[Bioperl-l] feature holder for testing overlaps, etc
Jason Stajich
jason@cgt.mc.duke.edu
Wed, 15 May 2002 18:45:11 -0400 (EDT)
Here is the proposal for an in-memory SeqFeature collection interface
and object tenatively called Bio::SeqFeature::FeatureCollectionI and
Bio::SeqFeature::Collection - which is analagous to ChrisM's described
IntersectionGraph (maybe it can inheriet from an InterfaceGraphI if
you want to help abstract those methods out).
SeqFeatureCollectionI interface
methods:
add_features -- add a set of features to the collection
features_in_range -- returns a list of features that are contained in
a specified start & end,range or LocationI.
Optionally taking into account strand in the same
way the Range overlap/contains methods do.
Accept a flag as to whether to test for features
that overlap or are completely contained.
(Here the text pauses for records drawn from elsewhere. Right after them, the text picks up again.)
#[cfg(test)]
mod tests {
    use super::*;

    fn address(addr: &str, mask: &str) -> Address {
        Address::from_parts(addr, mask).unwrap()
    }

    #[test]
    fn test_parse_address() {
        let mut a = Address::new();
        a.parse_address("192.168.1.10").unwrap();
        assert_eq!(a.address(), Ipv4Addr::new(192, 168, 1, 10));
        a.parse_address(" 010.0.0.001 ").unwrap();
        assert_eq!(a.address(), Ipv4Addr::new(10, 0, 0, 1));
    }

    #[test]
    fn test_parse_address_errors() {
        let mut a = Address::new();
        assert_eq!(a.parse_address(""), Err(ParseError::Empty));
        assert_eq!(
            a.parse_address("192.168.1"),
            Err(ParseError::SegmentCount { found: 3 })
        );
        assert_eq!(
            a.parse_address("192.168.1.1."),
            Err(ParseError::SegmentCount { found: 5 })
        );
        assert_eq!(
            a.parse_address("192..1.1"),
            Err(ParseError::SegmentLength {
                index: 2,
                length: 0
            })
        );
        assert_eq!(
            a.parse_address("192.168.1.1231"),
            Err(ParseError::SegmentLength {
                index: 4,
                length: 4
            })
        );
        assert_eq!(
            a.parse_address("192.16a.1.1"),
            Err(ParseError::UnexpectedCharacter { character: 'a' })
        );
        assert_eq!(
            a.parse_address("192.168.256.1"),
            Err(ParseError::SegmentRange {
                index: 3,
                value: 256
            })
        );
    }

    #[test]
    fn test_failed_parse_keeps_previous_values() {
        let mut a = address("10.1.2.3", "/16");
        assert!(a.parse_address("10.1.2.999").is_err());
        assert!(a.parse_mask("/31").is_err());
        assert_eq!(a.address(), Ipv4Addr::new(10, 1, 2, 3));
        assert_eq!(a.prefix_length(), 16);
    }

    #[test]
    fn test_dotted_round_trip() {
        for text in ["0.0.0.0", "1.2.3.4", "192.168.100.255", "255.255.255.255"] {
            let a = address(text, "/30");
            assert_eq!(dotted(a.address().octets()), text);
        }
    }

    #[test]
    fn test_mask_notation_detect() {
        assert_eq!(MaskNotation::detect("/24"), MaskNotation::Cidr("24"));
        assert_eq!(MaskNotation::detect("24"), MaskNotation::Cidr("24"));
        assert_eq!(MaskNotation::detect("12345"), MaskNotation::Cidr("12345"));
        assert_eq!(
            MaskNotation::detect("123456"),
            MaskNotation::Dotted("123456")
        );
        assert_eq!(
            MaskNotation::detect("255.255.0.0"),
            MaskNotation::Dotted("255.255.0.0")
        );
        assert_eq!(MaskNotation::detect("/2.4"), MaskNotation::Dotted("/2.4"));
        assert_eq!(MaskNotation::detect("24/"), MaskNotation::Dotted("24/"));
    }

    #[test]
    fn test_parse_cidr_mask() {
        let a = address("192.168.1.77", "/26");
        assert_eq!(a.mask_address(), "255.255.255.192");
        assert_eq!(a.binary_mask(), format!("{}{}", "1".repeat(26), "0".repeat(6)));
        assert_eq!(a.prefix_length(), 26);

        let a = address("192.168.1.77", "20");
        assert_eq!(a.mask_address(), "255.255.240.0");
        assert_eq!(a.prefix_length(), 20);

        let a = address("192.168.1.77", "0");
        assert_eq!(a.mask_address(), "0.0.0.0");
        assert_eq!(a.capacity(), 4294967296);
    }

    #[test]
    fn test_parse_cidr_mask_errors() {
        let mut a = Address::new();
        assert_eq!(
            a.parse_mask("/31"),
            Err(ParseError::MaskRange {
                prefix: 31,
                hint: MaskHint::TooLong
            })
        );
        assert_eq!(
            a.parse_mask("99999"),
            Err(ParseError::MaskRange {
                prefix: 99999,
                hint: MaskHint::TooLong
            })
        );
        assert_eq!(a.parse_mask("/"), Err(ParseError::Empty));
        assert_eq!(a.parse_mask(""), Err(ParseError::Empty));
        assert_eq!(
            a.parse_mask("/-4"),
            Err(ParseError::UnexpectedCharacter { character: '-' })
        );
    }

    #[test]
    fn test_parse_dotted_mask() {
        let a = address("172.16.5.4", "255.255.252.0");
        assert_eq!(a.prefix_length(), 22);
        assert_eq!(a.network_address(), "172.16.4.0");
        assert_eq!(a.broadcast_address(), "172.16.7.255");

        let a = address("172.16.5.4", "255.255.255.255");
        assert_eq!(a.prefix_length(), 32);
        assert_eq!(a.capacity(), 1);
        assert_eq!(a.usable_hosts(), 0);
    }

    #[test]
    fn test_non_contiguous_mask() {
        let mut a = address("10.20.30.40", "/8");
        assert_eq!(
            a.parse_mask("255.0.255.0"),
            Err(ParseError::NonContiguousMask {
                mask: Ipv4Addr::new(255, 0, 255, 0)
            })
        );
        assert_eq!(a.prefix_length(), 8, "strict rejection keeps the old mask");

        a.parse_mask_with("255.0.255.0", MaskCheck::Permissive).unwrap();
        assert_eq!(a.mask_address(), "255.0.255.0");
        assert_eq!(a.prefix_length(), 16);
        assert_eq!(a.network_address(), "10.0.30.0");
        assert_eq!(a.broadcast_address(), "10.255.30.255");
    }

    #[test]
    fn test_capacity_for_all_cidr_prefixes() {
        let mut a = Address::new();
        for prefix in 0..=30u32 {
            a.parse_mask(&format!("/{prefix}")).unwrap();
            assert_eq!(a.prefix_length(), prefix);
            assert_eq!(a.capacity(), 1u64 << (32 - prefix), "capacity of /{prefix}");
        }
    }

    #[test]
    fn test_network_broadcast_hosts() {
        let a = address("192.168.1.130", "/25");
        assert_eq!(a.network_address(), "192.168.1.128");
        assert_eq!(a.broadcast_address(), "192.168.1.255");
        assert_eq!(a.not_mask_address(), "0.0.0.127");
        assert_eq!(a.first_host(), Some(Ipv4Addr::new(192, 168, 1, 129)));
        assert_eq!(a.last_host(), Some(Ipv4Addr::new(192, 168, 1, 254)));
        assert_eq!(a.usable_hosts(), 126);
        assert_eq!(a.to_string(), "192.168.1.130/25");
    }

    #[test]
    fn test_no_host_range_without_usable_hosts() {
        let a = address("10.0.0.5", "255.255.255.255");
        assert_eq!(a.prefix_length(), 32);
        assert_eq!(a.network_address(), "10.0.0.5");
        assert_eq!(a.broadcast_address(), "10.0.0.5");
        assert_eq!(a.first_host(), None);
        assert_eq!(a.last_host(), None);

        let a = address("10.0.0.4", "255.255.255.254");
        assert_eq!(a.prefix_length(), 31);
        assert_eq!(a.broadcast_address(), "10.0.0.5");
        assert_eq!(a.usable_hosts(), 0);
        assert_eq!(a.first_host(), None);
        assert_eq!(a.last_host(), None);

        let a = address("10.0.0.4", "/30");
        assert_eq!(a.first_host(), Some(Ipv4Addr::new(10, 0, 0, 5)));
        assert_eq!(a.last_host(), Some(Ipv4Addr::new(10, 0, 0, 6)));
    }

    #[test]
    fn test_network_broadcast_match_integer_math() {
        let samples = ["10.11.12.13", "192.168.77.200", "172.31.255.1", "8.8.4.4"];
        for text in samples {
            for prefix in 0..=30u32 {
                let a = address(text, &format!("/{prefix}"));
                let addr = u32::from(a.address());
                let mask = if prefix == 0 { 0 } else { u32::MAX << (32 - prefix) };
                assert_eq!(u32::from(a.network()), addr & mask, "{text}/{prefix}");
                assert_eq!(u32::from(a.broadcast()), (addr & mask) | !mask);
                assert_eq!(u32::from(a.network()) & mask, u32::from(a.network()));
                assert_eq!(u32::from(a.broadcast()) | !mask, u32::from(a.broadcast()));
            }
        }
    }

    #[test]
    fn test_binary_views() {
        let a = address("192.168.1.5", "/24");
        assert_eq!(a.binary_address(), "11000000101010000000000100000101");
        assert_eq!(a.binary_not_mask(), format!("{}{}", "0".repeat(24), "1".repeat(8)));
        assert_eq!(a.binary_network(), "11000000101010000000000100000000");
        assert_eq!(a.binary_broadcast(), "11000000101010000000000111111111");
    }

    #[test]
    fn test_mask_change_invalidates_derived_values() {
        let mut a = address("10.0.5.9", "/24");
        a.configure();
        assert_eq!(a.network_address(), "10.0.5.0");
        a.parse_mask("/16").unwrap();
        assert_eq!(a.network_address(), "10.0.0.0");
        a.parse_address("10.9.5.9").unwrap();
        assert_eq!(a.broadcast_address(), "10.9.255.255");
    }

    #[test]
    fn test_follow() {
        let a = address("192.168.1.0", "/26");
        assert_eq!(a.follow(64), Some(Ipv4Addr::new(192, 168, 1, 64)));
        let a = address("192.168.1.192", "/26");
        assert_eq!(a.follow(64), Some(Ipv4Addr::new(192, 168, 2, 0)));
        let a = address("10.0.0.0", "/24");
        assert_eq!(a.follow(256), Some(Ipv4Addr::new(10, 0, 1, 0)));
        let a = address("10.0.255.0", "/24");
        assert_eq!(a.follow(256), Some(Ipv4Addr::new(10, 1, 0, 0)));
        let a = address("10.0.0.0", "/22");
        assert_eq!(a.follow(1024), Some(Ipv4Addr::new(10, 0, 4, 0)));
        let a = address("255.255.255.0", "/24");
        assert_eq!(a.follow(256), None);
    }

    #[test]
    fn test_follow_carry_onto_255_stays() {
        // 254 plus the carried 1 is exactly 255, which is kept without a further carry.
        let a = address("10.0.254.0", "/24");
        assert_eq!(a.follow(256), Some(Ipv4Addr::new(10, 0, 255, 0)));
        let a = address("10.0.0.128", "/25");
        assert_eq!(a.follow(127), Some(Ipv4Addr::new(10, 0, 0, 255)));
    }

    #[test]
    fn test_follow_base_255_carry() {
        // 65536 % 255 == 1, so the carry lands in the third octet instead of the second.
        let a = address("10.0.0.0", "/16");
        assert_eq!(a.follow(65536), Some(Ipv4Addr::new(10, 0, 1, 0)));
    }

    #[test]
    fn test_follow_steps_back_to_block_boundary() {
        for k in 2..16u32 {
            let block = 1u64 << k;
            let a = address("172.16.0.0", &format!("/{}", 32 - k));
            let next = a.follow(block).unwrap();
            let back = u32::from(next) - block as u32;
            assert_eq!(Ipv4Addr::from(back), a.network(), "block of {block}");
            assert_eq!(u32::from(next) % block as u32, 0, "aligned to {block}");
        }
    }

    #[test]
    fn test_from_str_and_serde() {
        let a: Address = "10.1.2.3/20".parse().unwrap();
        assert_eq!(a.prefix_length(), 20);
        assert_eq!(a.address(), Ipv4Addr::new(10, 1, 2, 3));
        assert!("10.1.2.3".parse::<Address>().is_err());
        assert!("10.1.2.3/33".parse::<Address>().is_err());

        let json = serde_json::to_string(&a).unwrap();
        assert_eq!(json, "\"10.1.2.3/20\"");
        let back: Address = serde_json::from_str(&json).unwrap();
        assert_eq!(back, a);
    }

    #[test]
    fn test_clone_is_deep() {
        let parent = address("192.168.1.0", "/24");
        let mut child = parent.clone();
        child.set_prefix_length(26);
        child.set_octets(Ipv4Addr::new(192, 168, 1, 64));
        assert_eq!(parent.to_string(), "192.168.1.0/24");
        assert_eq!(child.to_string(), "192.168.1.64/26");
    }
}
get_features(-tag => $tag) - returns a list features that have the
requested tag (this will only be more efficient
than grepping on the list if the # of features is
large.
It could be reasonable to let Bio::Seq objects use a
SeqFeatureCollection to hold their features depending on the
efficiency here - but one thing at a time.
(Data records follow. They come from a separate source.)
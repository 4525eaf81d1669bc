use crate::error::{AppError, AppResult, FileError};
use crate::models::dataset::DatasetDoc;
use std::path::{Path, PathBuf};
use tokio::fs;

/// 数据集文件的后缀
pub const DATASET_FILE_SUFFIX: &str = ".dataset.json";

/// 从 JSON 文件加载数据集文档
pub async fn load_dataset_file(path: &Path) -> AppResult<DatasetDoc> {
    let content = fs::read_to_string(path)
        .await
        .map_err(|e| AppError::file_read_failed(path.display().to_string(), e))?;

    let doc: DatasetDoc = serde_json::from_str(&content).map_err(|e| {
        AppError::File(FileError::JsonParseFailed {
            path: path.display().to_string(),
            source: e,
        })
    })?;

    Ok(doc)
}

/// 从文件夹中加载所有匹配前缀的数据集文件
///
/// 只处理 `*.dataset.json`，按文件名排序；单个文件加载失败时记录警告并跳过
pub async fn load_dataset_files(folder_path: &Path, prefix: &str) -> AppResult<Vec<DatasetDoc>> {
    if !folder_path.is_dir() {
        return Err(AppError::File(FileError::DirectoryNotFound {
            path: folder_path.display().to_string(),
        }));
    }

    let mut entries = fs::read_dir(folder_path)
        .await
        .map_err(|e| AppError::file_read_failed(folder_path.display().to_string(), e))?;

    let mut paths: Vec<PathBuf> = Vec::new();
    while let Some(entry) = entries
        .next_entry()
        .await
        .map_err(|e| AppError::file_read_failed(folder_path.display().to_string(), e))?
    {
        let path = entry.path();
        let matches = path
            .file_name()
            .and_then(|n| n.to_str())
            .map(|n| n.starts_with(prefix) && n.ends_with(DATASET_FILE_SUFFIX))
            .unwrap_or(false);
        if matches {
            paths.push(path);
        }
    }
    paths.sort();

    let mut docs = Vec::with_capacity(paths.len());
    for path in paths {
        tracing::info!(
            "正在加载: {}",
            path.file_name().unwrap_or_default().to_string_lossy()
        );

        match load_dataset_file(&path).await {
            Ok(doc) => {
                tracing::info!("成功加载 {} 个对话", doc.conversations.len());
                docs.push(doc);
            }
            Err(e) => {
                tracing::warn!("加载文件失败 {}: {}", path.display(), e);
            }
        }
    }

    Ok(docs)
}
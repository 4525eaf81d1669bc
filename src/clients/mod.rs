pub mod dataset_client;
pub mod response;
pub mod settings_client;

pub use dataset_client::{DatasetClient, SaveReceipt};
pub use settings_client::{SettingsClient, SettingsResponse};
Bio::SeqFeature::Collection would be implemeted with a BDB B-Tree and
use Lincoln's bin method from Bio::DB::GFF::Util::Binning. I'm not
sure how to get things that fall within a range from the BDB B-Tree
interface - have to pull from a sorted list somehow and most of the
examples are for duplicate hash keys, hints appreciated.
-jason
--
Jason Stajich
Duke University
jason at cgt.mc.duke.edu